[docs] Remove trainer references from preprocessors #38348

richardliaw · 2023-08-11T05:25:47Z

Why are these changes needed?

This PR contains the following changes:

Removes a lot of the AIR trainer <> preprocessor usage and lifecycle text that is no longer relevant
Adds references and recommendation to the map_batches approach
Also adds hooks from Ray Train docs (especially tabular-oriented trainers like XGBoost).

Related issue number

Checks

I've signed off every commit(by using the -s flag, i.e., git commit -s) in this PR.
I've run scripts/format.sh to lint the changes in this PR.
I've included any doc changes needed for https://docs.ray.io/en/master/.
- I've added any new APIs to the API Reference. For example, if I added a
  method in Tune, I've added it in doc/source/tune/api/ under the
  corresponding .rst file.
I've made sure the tests are passing.
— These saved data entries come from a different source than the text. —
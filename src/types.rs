//! Core types shared by the feed, the series core and the pipeline

use crate::error::SpreadError;
use chrono::{DateTime, NaiveDateTime, Utc};
use serde::{Deserialize, Serialize};
use std::collections::BTreeMap;
use std::fmt;
use std::str::FromStr;

/// Exchange publishing order-book snapshots
#[derive(Debug, Clone, Copy, PartialEq, Eq, Hash, PartialOrd, Ord, Serialize, Deserialize)]
#[serde(rename_all = "lowercase")]
pub enum Exchange {
    Coinbase,
    Kraken,
}

impl Exchange {
    pub const ALL: [Exchange; 2] = [Exchange::Coinbase, Exchange::Kraken];

    /// Lowercase identifier used in resource paths and column prefixes
    pub fn id(&self) -> &'static str {
        match self {
            Exchange::Coinbase => "coinbase",
            Exchange::Kraken => "kraken",
        }
    }
}

impl fmt::Display for Exchange {
    fn fmt(&self, f: &mut fmt::Formatter<'_>) -> fmt::Result {
        f.write_str(self.id())
    }
}

impl FromStr for Exchange {
    type Err = SpreadError;

    fn from_str(s: &str) -> Result<Self, Self::Err> {
        Exchange::ALL
            .into_iter()
            .find(|ex| ex.id().eq_ignore_ascii_case(s.trim()))
            .ok_or_else(|| SpreadError::InvalidParameter(format!("unknown exchange '{}'", s)))
    }
}

/// Traded asset
#[derive(Debug, Clone, Copy, PartialEq, Eq, Hash, PartialOrd, Ord, Serialize, Deserialize)]
#[serde(rename_all = "UPPERCASE")]
pub enum Asset {
    Btc,
    Eth,
    Ada,
    Xrp,
}

impl Asset {
    pub const ALL: [Asset; 4] = [Asset::Btc, Asset::Eth, Asset::Ada, Asset::Xrp];

    pub fn symbol(&self) -> &'static str {
        match self {
            Asset::Btc => "BTC",
            Asset::Eth => "ETH",
            Asset::Ada => "ADA",
            Asset::Xrp => "XRP",
        }
    }
}

impl fmt::Display for Asset {
    fn fmt(&self, f: &mut fmt::Formatter<'_>) -> fmt::Result {
        f.write_str(self.symbol())
    }
}

impl FromStr for Asset {
    type Err = SpreadError;

    fn from_str(s: &str) -> Result<Self, Self::Err> {
        Asset::ALL
            .into_iter()
            .find(|a| a.symbol().eq_ignore_ascii_case(s.trim()))
            .ok_or_else(|| SpreadError::InvalidParameter(format!("unknown asset '{}'", s)))
    }
}

/// Numeric fields kept from a snapshot record
#[derive(Debug, Clone, Copy, PartialEq, Eq, Hash, PartialOrd, Ord, Serialize, Deserialize)]
#[serde(try_from = "String", into = "String")]
pub enum Field {
    Mid,
    SpreadL5Pct,
    SpreadL50Pct,
    SpreadL100Pct,
    VolL50Bids,
    VolL50Asks,
}

impl Field {
    pub const COUNT: usize = 6;

    pub const ALL: [Field; Field::COUNT] = [
        Field::Mid,
        Field::SpreadL5Pct,
        Field::SpreadL50Pct,
        Field::SpreadL100Pct,
        Field::VolL50Bids,
        Field::VolL50Asks,
    ];

    /// Spread depth levels offered as smoothing columns
    pub const LEVELS: [Field; 3] = [Field::SpreadL5Pct, Field::SpreadL50Pct, Field::SpreadL100Pct];

    /// Key of the field in a snapshot record
    pub fn record_name(&self) -> &'static str {
        match self {
            Field::Mid => "mid",
            Field::SpreadL5Pct => "spread_L5_pct",
            Field::SpreadL50Pct => "spread_L50_pct",
            Field::SpreadL100Pct => "spread_L100_pct",
            Field::VolL50Bids => "vol_L50_bids",
            Field::VolL50Asks => "vol_L50_asks",
        }
    }

    /// Short key used in smoothed series tags and labels
    pub fn metric_key(&self) -> &'static str {
        match self {
            Field::Mid => "mid",
            Field::SpreadL5Pct => "L5",
            Field::SpreadL50Pct => "L50",
            Field::SpreadL100Pct => "L100",
            Field::VolL50Bids => "VB50",
            Field::VolL50Asks => "VA50",
        }
    }

    fn index(self) -> usize {
        self as usize
    }
}

impl fmt::Display for Field {
    fn fmt(&self, f: &mut fmt::Formatter<'_>) -> fmt::Result {
        f.write_str(self.record_name())
    }
}

impl FromStr for Field {
    type Err = SpreadError;

    /// Accepts either the record name (`spread_L5_pct`) or the metric key (`L5`)
    fn from_str(s: &str) -> Result<Self, Self::Err> {
        let s = s.trim();
        Field::ALL
            .into_iter()
            .find(|f| f.record_name() == s || f.metric_key().eq_ignore_ascii_case(s))
            .ok_or_else(|| SpreadError::InvalidParameter(format!("unknown field '{}'", s)))
    }
}

impl TryFrom<String> for Field {
    type Error = SpreadError;

    fn try_from(value: String) -> Result<Self, Self::Error> {
        value.parse()
    }
}

impl From<Field> for String {
    fn from(field: Field) -> Self {
        field.record_name().to_string()
    }
}

/// Drop NaN and infinities; they are absent values, not numbers
pub fn finite(value: Option<f64>) -> Option<f64> {
    value.filter(|v| v.is_finite())
}

/// One timestamped snapshot with the fixed field subset
#[derive(Debug, Clone, PartialEq)]
pub struct Observation {
    /// ISO-8601 timestamp, minute granularity
    pub t: String,
    values: [Option<f64>; Field::COUNT],
}

impl Observation {
    pub fn new(t: impl Into<String>) -> Self {
        Self {
            t: t.into(),
            values: [None; Field::COUNT],
        }
    }

    pub fn with(mut self, field: Field, value: Option<f64>) -> Self {
        self.set(field, value);
        self
    }

    pub fn get(&self, field: Field) -> Option<f64> {
        self.values[field.index()]
    }

    pub fn set(&mut self, field: Field, value: Option<f64>) {
        self.values[field.index()] = finite(value);
    }

    pub fn fields(&self) -> impl Iterator<Item = (Field, Option<f64>)> + '_ {
        Field::ALL.into_iter().map(move |f| (f, self.get(f)))
    }
}

/// Entry of a named or smoothed series
#[derive(Debug, Clone, PartialEq, Serialize, Deserialize)]
pub struct Point {
    pub t: String,
    pub v: Option<f64>,
}

impl Point {
    pub fn new(t: impl Into<String>, v: Option<f64>) -> Self {
        Self { t: t.into(), v: finite(v) }
    }
}

/// Row of the merged / wide table, keyed by timestamp
#[derive(Debug, Clone, Default, PartialEq, Serialize, Deserialize)]
pub struct Row {
    pub t: String,
    #[serde(flatten)]
    pub values: BTreeMap<String, Option<f64>>,
}

impl Row {
    pub fn new(t: impl Into<String>) -> Self {
        Self {
            t: t.into(),
            values: BTreeMap::new(),
        }
    }

    /// Value of a column; missing columns read as absent
    pub fn get(&self, column: &str) -> Option<f64> {
        self.values.get(column).copied().flatten()
    }

    pub fn insert(&mut self, column: impl Into<String>, value: Option<f64>) {
        self.values.insert(column.into(), finite(value));
    }
}

/// Chart resolution
#[derive(Debug, Clone, Copy, Default, PartialEq, Eq, Hash, Serialize, Deserialize)]
#[serde(try_from = "TimeframeRepr", into = "String")]
pub enum Timeframe {
    #[default]
    M1,
    M5,
    M15,
    M60,
}

impl Timeframe {
    pub const ALL: [Timeframe; 4] = [Timeframe::M1, Timeframe::M5, Timeframe::M15, Timeframe::M60];

    pub fn minutes(&self) -> u32 {
        match self {
            Timeframe::M1 => 1,
            Timeframe::M5 => 5,
            Timeframe::M15 => 15,
            Timeframe::M60 => 60,
        }
    }

    pub fn from_minutes(minutes: u32) -> Option<Self> {
        Timeframe::ALL.into_iter().find(|tf| tf.minutes() == minutes)
    }
}

impl fmt::Display for Timeframe {
    fn fmt(&self, f: &mut fmt::Formatter<'_>) -> fmt::Result {
        write!(f, "{}m", self.minutes())
    }
}

impl FromStr for Timeframe {
    type Err = SpreadError;

    fn from_str(s: &str) -> Result<Self, Self::Err> {
        let s = s.trim().to_ascii_lowercase();
        let minutes = if s == "1h" {
            Some(60)
        } else {
            s.strip_suffix('m').unwrap_or(s.as_str()).parse::<u32>().ok()
        };
        minutes
            .and_then(Timeframe::from_minutes)
            .ok_or_else(|| SpreadError::InvalidParameter(format!("unsupported timeframe '{}'", s)))
    }
}

#[derive(Deserialize)]
#[serde(untagged)]
enum TimeframeRepr {
    Minutes(u32),
    Text(String),
}

impl TryFrom<TimeframeRepr> for Timeframe {
    type Error = SpreadError;

    fn try_from(repr: TimeframeRepr) -> Result<Self, Self::Error> {
        match repr {
            TimeframeRepr::Minutes(m) => Timeframe::from_minutes(m).ok_or_else(|| {
                SpreadError::InvalidParameter(format!("unsupported timeframe {}m", m))
            }),
            TimeframeRepr::Text(s) => s.parse(),
        }
    }
}

impl From<Timeframe> for String {
    fn from(tf: Timeframe) -> Self {
        tf.to_string()
    }
}

/// Moving-average algorithm
#[derive(Debug, Clone, Copy, PartialEq, Eq, Hash, PartialOrd, Ord, Serialize, Deserialize)]
#[serde(rename_all = "lowercase")]
pub enum MaKind {
    Sma,
    Ema,
}

impl MaKind {
    /// Text used in column tags (`SMA50`)
    pub fn tag(&self) -> &'static str {
        match self {
            MaKind::Sma => "SMA",
            MaKind::Ema => "EMA",
        }
    }

    /// Text used in display labels (`MA50`)
    pub fn label(&self) -> &'static str {
        match self {
            MaKind::Sma => "MA",
            MaKind::Ema => "EMA",
        }
    }
}

impl FromStr for MaKind {
    type Err = SpreadError;

    fn from_str(s: &str) -> Result<Self, Self::Err> {
        match s.trim().to_ascii_lowercase().as_str() {
            "sma" | "ma" => Ok(MaKind::Sma),
            "ema" => Ok(MaKind::Ema),
            other => Err(SpreadError::InvalidParameter(format!(
                "unknown moving average '{}'",
                other
            ))),
        }
    }
}

/// Parse a snapshot timestamp as UTC; zone-less timestamps are taken as UTC
pub fn parse_timestamp(t: &str) -> Option<DateTime<Utc>> {
    if let Ok(ts) = DateTime::parse_from_rfc3339(t) {
        return Some(ts.with_timezone(&Utc));
    }
    ["%Y-%m-%dT%H:%M:%S%.f", "%Y-%m-%dT%H:%M"]
        .iter()
        .find_map(|fmt| NaiveDateTime::parse_from_str(t, fmt).ok())
        .map(|naive| naive.and_utc())
}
Note that there might be a few flaky tests, see the recent failures at https://flakey-tests.ray.io/
Testing Strategy
- Unit tests
- Release tests
- This PR is not tested :(

doc/source/data/preprocessors.rst

doc/source/data/doc_code/preprocessors.py

doc/source/data/preprocessors.rst

doc/source/train/user-guides/data-loading-preprocessing.rst

doc/source/data/preprocessors.rst

amogkam · 2023-08-14T21:15:01Z

doc/source/data/preprocessors.rst

+This page covers *preprocessors*, which are a higher level API on top of existing Ray Data operations like `map_batches`,
+targeted towards tabular and structured data use cases.
+
+The recommended way to perform preprocessing is to :ref:`use existing Ray Data operations <transforming_data>` instead


Can we update the wording here? It's a little bit confusing right now if we say the recommended way for preprocessing is existing Ray Data operations, but then say you should consider built-in preprocessors.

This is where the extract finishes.